• _WHAT IS REQUIRED_: Read through the records. Copy each line that has the word "Overcharged".
[[ RECORDS TO USE open ]]
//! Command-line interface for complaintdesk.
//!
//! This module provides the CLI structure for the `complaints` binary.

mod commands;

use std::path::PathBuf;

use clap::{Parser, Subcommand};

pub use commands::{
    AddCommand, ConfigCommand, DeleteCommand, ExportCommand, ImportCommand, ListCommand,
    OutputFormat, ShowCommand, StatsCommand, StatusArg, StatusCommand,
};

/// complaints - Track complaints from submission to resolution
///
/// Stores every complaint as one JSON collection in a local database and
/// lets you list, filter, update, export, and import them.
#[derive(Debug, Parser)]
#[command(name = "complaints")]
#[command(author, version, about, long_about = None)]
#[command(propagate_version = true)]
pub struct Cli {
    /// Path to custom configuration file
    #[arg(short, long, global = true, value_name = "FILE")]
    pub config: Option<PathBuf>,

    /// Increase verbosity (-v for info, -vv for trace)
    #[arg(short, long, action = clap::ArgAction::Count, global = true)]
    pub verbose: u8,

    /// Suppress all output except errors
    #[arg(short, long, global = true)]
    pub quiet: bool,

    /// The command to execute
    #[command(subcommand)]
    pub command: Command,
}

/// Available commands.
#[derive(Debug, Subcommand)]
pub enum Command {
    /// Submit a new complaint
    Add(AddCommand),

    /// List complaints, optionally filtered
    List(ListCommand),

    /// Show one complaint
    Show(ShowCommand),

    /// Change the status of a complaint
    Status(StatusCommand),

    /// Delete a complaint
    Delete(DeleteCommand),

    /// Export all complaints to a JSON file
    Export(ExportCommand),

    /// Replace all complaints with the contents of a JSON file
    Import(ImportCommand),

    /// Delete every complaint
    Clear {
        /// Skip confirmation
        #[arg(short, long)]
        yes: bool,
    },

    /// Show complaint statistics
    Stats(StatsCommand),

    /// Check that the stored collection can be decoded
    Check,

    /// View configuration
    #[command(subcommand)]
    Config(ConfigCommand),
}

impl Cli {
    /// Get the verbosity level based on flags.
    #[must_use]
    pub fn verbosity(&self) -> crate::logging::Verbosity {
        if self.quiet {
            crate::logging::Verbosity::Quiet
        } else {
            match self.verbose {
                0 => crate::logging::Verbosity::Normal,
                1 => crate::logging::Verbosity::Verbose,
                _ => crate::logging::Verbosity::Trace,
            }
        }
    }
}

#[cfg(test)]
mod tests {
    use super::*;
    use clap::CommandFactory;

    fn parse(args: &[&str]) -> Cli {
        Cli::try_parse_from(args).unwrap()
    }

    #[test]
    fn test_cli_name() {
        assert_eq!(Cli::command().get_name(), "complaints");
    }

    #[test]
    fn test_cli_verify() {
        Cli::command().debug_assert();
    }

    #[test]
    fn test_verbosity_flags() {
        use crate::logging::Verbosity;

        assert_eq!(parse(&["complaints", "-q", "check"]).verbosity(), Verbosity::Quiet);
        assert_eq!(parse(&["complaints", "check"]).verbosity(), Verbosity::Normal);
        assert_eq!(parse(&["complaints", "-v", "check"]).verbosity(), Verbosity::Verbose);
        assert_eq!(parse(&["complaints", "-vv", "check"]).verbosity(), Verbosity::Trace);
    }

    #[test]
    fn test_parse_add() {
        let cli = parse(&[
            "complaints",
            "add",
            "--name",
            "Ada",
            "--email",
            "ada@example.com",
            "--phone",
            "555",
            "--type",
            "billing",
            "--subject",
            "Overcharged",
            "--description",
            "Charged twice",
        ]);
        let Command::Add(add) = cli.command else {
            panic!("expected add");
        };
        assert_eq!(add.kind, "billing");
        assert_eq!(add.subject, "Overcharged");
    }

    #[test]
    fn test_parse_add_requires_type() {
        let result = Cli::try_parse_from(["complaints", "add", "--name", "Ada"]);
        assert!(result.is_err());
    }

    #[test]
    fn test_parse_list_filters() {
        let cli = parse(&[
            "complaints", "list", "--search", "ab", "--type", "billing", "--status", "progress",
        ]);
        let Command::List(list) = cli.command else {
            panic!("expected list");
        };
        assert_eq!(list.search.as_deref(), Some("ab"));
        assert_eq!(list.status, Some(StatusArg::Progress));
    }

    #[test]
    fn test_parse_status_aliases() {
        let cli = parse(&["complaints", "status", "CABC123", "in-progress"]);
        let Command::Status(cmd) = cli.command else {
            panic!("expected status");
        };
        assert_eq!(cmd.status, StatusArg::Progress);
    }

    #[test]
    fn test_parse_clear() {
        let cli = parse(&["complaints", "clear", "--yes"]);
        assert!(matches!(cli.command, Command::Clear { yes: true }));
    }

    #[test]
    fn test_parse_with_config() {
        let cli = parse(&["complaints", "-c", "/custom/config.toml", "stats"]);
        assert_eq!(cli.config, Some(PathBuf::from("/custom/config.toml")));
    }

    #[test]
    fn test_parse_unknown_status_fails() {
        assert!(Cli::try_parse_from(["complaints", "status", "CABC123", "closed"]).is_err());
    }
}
[[ RECORDS TO USE closed ]]
[[ RECORDS TO USE open ]]
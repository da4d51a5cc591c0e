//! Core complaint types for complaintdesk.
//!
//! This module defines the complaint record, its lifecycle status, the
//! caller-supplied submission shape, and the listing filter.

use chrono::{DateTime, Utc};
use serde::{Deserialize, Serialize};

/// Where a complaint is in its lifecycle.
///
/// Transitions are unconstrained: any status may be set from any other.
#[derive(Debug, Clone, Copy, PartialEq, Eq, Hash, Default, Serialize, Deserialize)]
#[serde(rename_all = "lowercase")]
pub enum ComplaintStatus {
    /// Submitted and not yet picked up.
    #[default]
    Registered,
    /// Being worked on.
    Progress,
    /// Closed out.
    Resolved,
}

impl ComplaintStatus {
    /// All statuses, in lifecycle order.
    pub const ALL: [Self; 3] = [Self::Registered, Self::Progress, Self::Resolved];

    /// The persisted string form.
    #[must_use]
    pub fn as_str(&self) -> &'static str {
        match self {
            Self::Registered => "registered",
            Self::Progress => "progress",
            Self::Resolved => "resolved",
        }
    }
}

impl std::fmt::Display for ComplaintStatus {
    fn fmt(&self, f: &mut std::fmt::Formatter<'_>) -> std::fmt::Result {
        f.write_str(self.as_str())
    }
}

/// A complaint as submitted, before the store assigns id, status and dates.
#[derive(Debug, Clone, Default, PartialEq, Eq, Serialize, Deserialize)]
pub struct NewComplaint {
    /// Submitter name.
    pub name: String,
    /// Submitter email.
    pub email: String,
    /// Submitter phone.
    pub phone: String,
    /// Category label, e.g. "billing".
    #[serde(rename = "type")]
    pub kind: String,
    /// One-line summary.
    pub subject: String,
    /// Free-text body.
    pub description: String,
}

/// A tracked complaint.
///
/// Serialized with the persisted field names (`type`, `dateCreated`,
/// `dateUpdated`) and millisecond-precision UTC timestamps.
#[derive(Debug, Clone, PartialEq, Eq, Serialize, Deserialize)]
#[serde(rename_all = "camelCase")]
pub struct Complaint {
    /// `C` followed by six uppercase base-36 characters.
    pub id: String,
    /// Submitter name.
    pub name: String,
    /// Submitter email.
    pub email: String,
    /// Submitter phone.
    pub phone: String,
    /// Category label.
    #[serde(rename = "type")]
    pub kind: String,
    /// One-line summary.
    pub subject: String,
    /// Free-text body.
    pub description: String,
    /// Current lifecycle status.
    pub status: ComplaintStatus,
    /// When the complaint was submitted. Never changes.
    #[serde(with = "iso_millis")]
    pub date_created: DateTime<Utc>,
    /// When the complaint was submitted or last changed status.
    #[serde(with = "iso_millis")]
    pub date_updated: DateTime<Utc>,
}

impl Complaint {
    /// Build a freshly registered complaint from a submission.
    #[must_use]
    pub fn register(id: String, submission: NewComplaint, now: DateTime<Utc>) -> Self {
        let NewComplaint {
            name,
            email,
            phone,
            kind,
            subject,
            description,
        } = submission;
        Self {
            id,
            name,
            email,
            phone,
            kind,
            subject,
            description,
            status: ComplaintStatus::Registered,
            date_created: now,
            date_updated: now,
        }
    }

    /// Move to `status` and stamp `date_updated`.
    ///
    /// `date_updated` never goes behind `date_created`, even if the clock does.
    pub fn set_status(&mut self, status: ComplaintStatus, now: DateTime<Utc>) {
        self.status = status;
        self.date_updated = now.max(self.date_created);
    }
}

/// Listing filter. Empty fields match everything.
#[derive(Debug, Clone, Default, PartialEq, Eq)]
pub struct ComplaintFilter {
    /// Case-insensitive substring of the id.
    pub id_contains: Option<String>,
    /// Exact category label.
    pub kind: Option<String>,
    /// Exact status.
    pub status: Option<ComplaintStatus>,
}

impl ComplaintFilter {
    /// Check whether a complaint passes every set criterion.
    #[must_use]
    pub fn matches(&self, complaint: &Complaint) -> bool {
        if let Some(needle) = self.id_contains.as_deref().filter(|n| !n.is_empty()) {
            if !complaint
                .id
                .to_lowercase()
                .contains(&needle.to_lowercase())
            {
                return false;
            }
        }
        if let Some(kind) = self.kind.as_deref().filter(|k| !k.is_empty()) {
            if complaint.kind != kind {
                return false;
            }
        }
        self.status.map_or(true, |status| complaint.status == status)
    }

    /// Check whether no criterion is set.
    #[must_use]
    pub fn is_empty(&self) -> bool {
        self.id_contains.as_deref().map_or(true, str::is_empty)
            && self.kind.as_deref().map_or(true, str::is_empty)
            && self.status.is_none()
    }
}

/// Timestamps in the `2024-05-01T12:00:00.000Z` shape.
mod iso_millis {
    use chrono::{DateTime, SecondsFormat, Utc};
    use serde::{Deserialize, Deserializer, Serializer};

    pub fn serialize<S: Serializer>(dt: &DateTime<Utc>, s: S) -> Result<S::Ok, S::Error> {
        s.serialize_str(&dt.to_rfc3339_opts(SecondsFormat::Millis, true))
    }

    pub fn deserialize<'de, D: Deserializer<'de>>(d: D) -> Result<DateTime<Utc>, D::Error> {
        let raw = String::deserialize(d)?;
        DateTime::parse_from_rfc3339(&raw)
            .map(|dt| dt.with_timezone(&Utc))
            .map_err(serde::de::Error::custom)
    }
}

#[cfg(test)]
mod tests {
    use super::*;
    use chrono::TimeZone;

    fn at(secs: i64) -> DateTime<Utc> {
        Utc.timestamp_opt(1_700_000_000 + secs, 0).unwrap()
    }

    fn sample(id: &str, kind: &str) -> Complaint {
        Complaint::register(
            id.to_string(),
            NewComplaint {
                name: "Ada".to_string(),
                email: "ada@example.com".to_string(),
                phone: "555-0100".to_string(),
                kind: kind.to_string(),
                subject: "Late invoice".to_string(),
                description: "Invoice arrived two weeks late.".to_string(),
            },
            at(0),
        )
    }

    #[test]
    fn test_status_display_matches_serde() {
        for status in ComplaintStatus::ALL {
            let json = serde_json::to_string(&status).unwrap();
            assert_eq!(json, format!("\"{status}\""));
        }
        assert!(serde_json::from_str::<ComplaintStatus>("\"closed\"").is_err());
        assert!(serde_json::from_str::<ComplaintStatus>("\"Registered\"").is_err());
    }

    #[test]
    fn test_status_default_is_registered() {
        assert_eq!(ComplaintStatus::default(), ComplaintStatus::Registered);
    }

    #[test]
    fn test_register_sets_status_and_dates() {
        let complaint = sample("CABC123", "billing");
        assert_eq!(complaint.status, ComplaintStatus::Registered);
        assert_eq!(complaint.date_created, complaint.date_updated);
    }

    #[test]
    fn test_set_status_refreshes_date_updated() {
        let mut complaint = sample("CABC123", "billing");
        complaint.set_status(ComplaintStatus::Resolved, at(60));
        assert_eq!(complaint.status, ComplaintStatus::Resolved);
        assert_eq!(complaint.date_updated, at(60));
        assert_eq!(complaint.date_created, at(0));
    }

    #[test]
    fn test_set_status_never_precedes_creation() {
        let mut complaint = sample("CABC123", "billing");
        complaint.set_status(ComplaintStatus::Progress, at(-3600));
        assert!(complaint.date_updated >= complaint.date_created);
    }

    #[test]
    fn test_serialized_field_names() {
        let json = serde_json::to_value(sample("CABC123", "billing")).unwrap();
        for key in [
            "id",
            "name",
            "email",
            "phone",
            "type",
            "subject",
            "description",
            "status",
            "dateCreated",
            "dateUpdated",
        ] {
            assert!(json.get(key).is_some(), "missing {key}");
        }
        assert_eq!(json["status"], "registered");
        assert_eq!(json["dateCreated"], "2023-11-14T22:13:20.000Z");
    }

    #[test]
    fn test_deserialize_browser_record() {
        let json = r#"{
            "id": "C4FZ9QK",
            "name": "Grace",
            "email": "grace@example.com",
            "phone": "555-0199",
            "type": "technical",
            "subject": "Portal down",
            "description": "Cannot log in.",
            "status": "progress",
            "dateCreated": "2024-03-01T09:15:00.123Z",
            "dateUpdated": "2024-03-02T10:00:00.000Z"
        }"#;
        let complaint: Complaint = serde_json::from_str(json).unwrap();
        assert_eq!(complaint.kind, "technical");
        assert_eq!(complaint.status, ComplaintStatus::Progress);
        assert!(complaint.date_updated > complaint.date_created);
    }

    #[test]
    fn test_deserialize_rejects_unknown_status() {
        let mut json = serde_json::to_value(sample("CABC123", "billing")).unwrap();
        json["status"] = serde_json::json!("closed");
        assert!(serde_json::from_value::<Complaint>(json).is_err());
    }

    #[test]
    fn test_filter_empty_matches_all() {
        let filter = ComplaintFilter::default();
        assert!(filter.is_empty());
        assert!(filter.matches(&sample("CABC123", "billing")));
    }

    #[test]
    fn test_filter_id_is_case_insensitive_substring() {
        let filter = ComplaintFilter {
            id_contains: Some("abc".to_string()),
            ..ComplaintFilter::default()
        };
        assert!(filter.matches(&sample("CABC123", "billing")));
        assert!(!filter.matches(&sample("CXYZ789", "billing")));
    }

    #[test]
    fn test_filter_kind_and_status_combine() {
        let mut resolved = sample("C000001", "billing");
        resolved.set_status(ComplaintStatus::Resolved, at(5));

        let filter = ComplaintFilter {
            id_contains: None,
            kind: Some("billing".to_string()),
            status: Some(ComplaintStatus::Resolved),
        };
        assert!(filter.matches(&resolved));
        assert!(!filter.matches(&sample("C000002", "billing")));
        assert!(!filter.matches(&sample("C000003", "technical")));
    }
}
[[ RECORDS TO USE closed ]]
• _YOUR RESPONSE_:
            "Overcharged",
        assert_eq!(add.subject, "Overcharged");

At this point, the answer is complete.